### WHAT TO DO
Each line that contains the string "MissingOneOf" counts once; report how many such lines appear in the data, as a number only.

━━━━━━━━━━━━━━━━━━━━

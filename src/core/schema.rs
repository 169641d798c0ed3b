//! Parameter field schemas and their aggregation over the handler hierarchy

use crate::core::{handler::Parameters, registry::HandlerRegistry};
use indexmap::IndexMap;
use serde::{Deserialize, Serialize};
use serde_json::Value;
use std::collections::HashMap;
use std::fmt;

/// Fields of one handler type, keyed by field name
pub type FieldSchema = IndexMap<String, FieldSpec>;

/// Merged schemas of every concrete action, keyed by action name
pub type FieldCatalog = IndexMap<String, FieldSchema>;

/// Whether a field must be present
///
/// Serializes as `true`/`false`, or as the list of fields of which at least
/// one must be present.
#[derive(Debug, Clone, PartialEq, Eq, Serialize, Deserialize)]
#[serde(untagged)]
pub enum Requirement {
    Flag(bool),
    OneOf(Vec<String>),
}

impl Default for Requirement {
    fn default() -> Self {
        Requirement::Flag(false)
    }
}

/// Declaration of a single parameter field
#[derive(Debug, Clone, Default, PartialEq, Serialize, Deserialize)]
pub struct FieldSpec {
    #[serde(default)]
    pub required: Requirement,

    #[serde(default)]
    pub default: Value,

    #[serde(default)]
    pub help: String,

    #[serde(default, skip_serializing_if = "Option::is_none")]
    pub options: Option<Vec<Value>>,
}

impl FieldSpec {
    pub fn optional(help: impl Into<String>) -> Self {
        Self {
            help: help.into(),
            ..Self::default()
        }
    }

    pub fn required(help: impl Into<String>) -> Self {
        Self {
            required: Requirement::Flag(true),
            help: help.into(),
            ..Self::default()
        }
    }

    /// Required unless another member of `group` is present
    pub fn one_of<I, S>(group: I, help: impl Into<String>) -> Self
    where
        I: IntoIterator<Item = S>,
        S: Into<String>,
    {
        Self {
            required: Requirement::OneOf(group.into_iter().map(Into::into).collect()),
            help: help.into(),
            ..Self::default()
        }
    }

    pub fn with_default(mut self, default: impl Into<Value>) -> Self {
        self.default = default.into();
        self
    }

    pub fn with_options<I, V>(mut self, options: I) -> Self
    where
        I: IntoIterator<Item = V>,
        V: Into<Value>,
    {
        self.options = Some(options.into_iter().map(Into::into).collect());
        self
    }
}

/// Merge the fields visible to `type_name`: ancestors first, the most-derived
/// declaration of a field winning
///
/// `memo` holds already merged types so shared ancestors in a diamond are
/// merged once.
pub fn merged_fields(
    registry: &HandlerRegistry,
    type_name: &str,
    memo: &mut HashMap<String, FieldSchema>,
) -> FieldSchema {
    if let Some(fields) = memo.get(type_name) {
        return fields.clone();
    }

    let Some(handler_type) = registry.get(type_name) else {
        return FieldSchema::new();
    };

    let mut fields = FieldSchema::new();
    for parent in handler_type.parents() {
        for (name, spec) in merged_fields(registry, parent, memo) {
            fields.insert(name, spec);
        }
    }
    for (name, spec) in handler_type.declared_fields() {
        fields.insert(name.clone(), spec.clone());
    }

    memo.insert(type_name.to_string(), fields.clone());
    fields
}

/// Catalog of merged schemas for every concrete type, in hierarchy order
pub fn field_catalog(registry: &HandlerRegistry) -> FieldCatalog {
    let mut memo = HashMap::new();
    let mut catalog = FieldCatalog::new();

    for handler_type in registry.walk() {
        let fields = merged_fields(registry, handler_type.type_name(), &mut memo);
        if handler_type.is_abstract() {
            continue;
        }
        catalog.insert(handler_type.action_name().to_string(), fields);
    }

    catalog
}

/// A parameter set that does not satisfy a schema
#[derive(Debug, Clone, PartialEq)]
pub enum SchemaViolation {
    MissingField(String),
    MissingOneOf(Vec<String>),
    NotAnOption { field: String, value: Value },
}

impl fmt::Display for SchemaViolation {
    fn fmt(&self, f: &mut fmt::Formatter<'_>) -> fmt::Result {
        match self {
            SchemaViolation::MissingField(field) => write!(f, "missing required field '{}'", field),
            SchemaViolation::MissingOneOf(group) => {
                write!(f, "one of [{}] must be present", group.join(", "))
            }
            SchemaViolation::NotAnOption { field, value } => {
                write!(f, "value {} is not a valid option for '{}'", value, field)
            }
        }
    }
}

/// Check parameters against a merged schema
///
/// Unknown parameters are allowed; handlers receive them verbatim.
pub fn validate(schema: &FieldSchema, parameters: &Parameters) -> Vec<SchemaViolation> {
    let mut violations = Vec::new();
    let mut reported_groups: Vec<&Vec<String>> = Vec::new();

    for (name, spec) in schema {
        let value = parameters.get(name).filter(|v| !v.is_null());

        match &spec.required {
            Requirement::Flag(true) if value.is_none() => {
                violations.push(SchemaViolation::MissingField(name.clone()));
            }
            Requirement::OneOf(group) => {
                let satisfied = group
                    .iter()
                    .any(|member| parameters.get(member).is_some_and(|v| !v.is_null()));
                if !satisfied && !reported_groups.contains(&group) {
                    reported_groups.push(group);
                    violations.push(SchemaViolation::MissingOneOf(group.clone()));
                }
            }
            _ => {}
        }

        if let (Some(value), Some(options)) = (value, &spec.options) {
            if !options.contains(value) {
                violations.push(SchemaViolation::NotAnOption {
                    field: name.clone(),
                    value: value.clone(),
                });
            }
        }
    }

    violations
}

━━━━━━━━━━━━━━━━━━━━

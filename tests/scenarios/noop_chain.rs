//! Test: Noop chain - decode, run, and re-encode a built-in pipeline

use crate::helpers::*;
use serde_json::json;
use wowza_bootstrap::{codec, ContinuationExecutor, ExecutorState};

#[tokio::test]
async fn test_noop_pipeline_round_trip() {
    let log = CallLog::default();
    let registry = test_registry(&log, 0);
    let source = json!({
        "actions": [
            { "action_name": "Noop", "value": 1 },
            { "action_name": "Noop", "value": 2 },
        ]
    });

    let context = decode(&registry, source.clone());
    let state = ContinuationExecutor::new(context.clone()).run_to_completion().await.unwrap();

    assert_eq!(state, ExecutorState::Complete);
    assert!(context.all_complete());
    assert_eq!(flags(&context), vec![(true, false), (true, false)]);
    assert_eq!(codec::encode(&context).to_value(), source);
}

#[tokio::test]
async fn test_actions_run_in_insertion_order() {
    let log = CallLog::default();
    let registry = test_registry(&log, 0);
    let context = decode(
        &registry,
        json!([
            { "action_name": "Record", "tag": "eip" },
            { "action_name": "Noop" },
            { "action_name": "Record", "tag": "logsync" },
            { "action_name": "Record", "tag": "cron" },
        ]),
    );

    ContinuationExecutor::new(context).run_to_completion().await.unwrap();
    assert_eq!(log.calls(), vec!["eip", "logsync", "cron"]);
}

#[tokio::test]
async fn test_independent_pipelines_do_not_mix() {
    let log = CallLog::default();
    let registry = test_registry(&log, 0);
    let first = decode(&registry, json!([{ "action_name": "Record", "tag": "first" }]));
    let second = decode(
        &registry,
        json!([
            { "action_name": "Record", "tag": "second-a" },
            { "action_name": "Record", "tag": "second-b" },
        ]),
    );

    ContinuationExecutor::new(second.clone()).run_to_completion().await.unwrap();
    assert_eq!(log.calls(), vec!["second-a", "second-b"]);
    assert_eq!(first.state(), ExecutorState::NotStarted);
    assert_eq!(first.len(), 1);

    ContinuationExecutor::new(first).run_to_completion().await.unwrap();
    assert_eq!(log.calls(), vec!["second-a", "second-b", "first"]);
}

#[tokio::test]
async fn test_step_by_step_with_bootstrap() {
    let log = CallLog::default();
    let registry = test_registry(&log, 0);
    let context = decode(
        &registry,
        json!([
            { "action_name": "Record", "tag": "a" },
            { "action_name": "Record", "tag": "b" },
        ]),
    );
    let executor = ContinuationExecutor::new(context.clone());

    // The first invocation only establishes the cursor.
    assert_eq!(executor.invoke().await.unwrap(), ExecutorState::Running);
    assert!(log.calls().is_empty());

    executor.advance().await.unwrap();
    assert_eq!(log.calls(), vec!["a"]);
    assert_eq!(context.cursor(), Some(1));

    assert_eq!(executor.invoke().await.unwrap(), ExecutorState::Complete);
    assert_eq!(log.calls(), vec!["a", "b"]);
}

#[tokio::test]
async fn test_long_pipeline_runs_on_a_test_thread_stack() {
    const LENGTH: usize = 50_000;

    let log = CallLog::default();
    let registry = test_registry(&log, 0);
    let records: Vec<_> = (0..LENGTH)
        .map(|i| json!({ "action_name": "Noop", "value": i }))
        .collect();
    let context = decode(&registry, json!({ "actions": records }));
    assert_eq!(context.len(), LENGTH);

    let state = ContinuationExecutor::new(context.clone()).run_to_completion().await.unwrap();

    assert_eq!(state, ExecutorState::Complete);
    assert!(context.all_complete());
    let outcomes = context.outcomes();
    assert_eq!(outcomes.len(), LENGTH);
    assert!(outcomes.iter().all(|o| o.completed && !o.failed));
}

━━━━━━━━━━━━━━━━━━━━

### RESULT OF THE TASK
3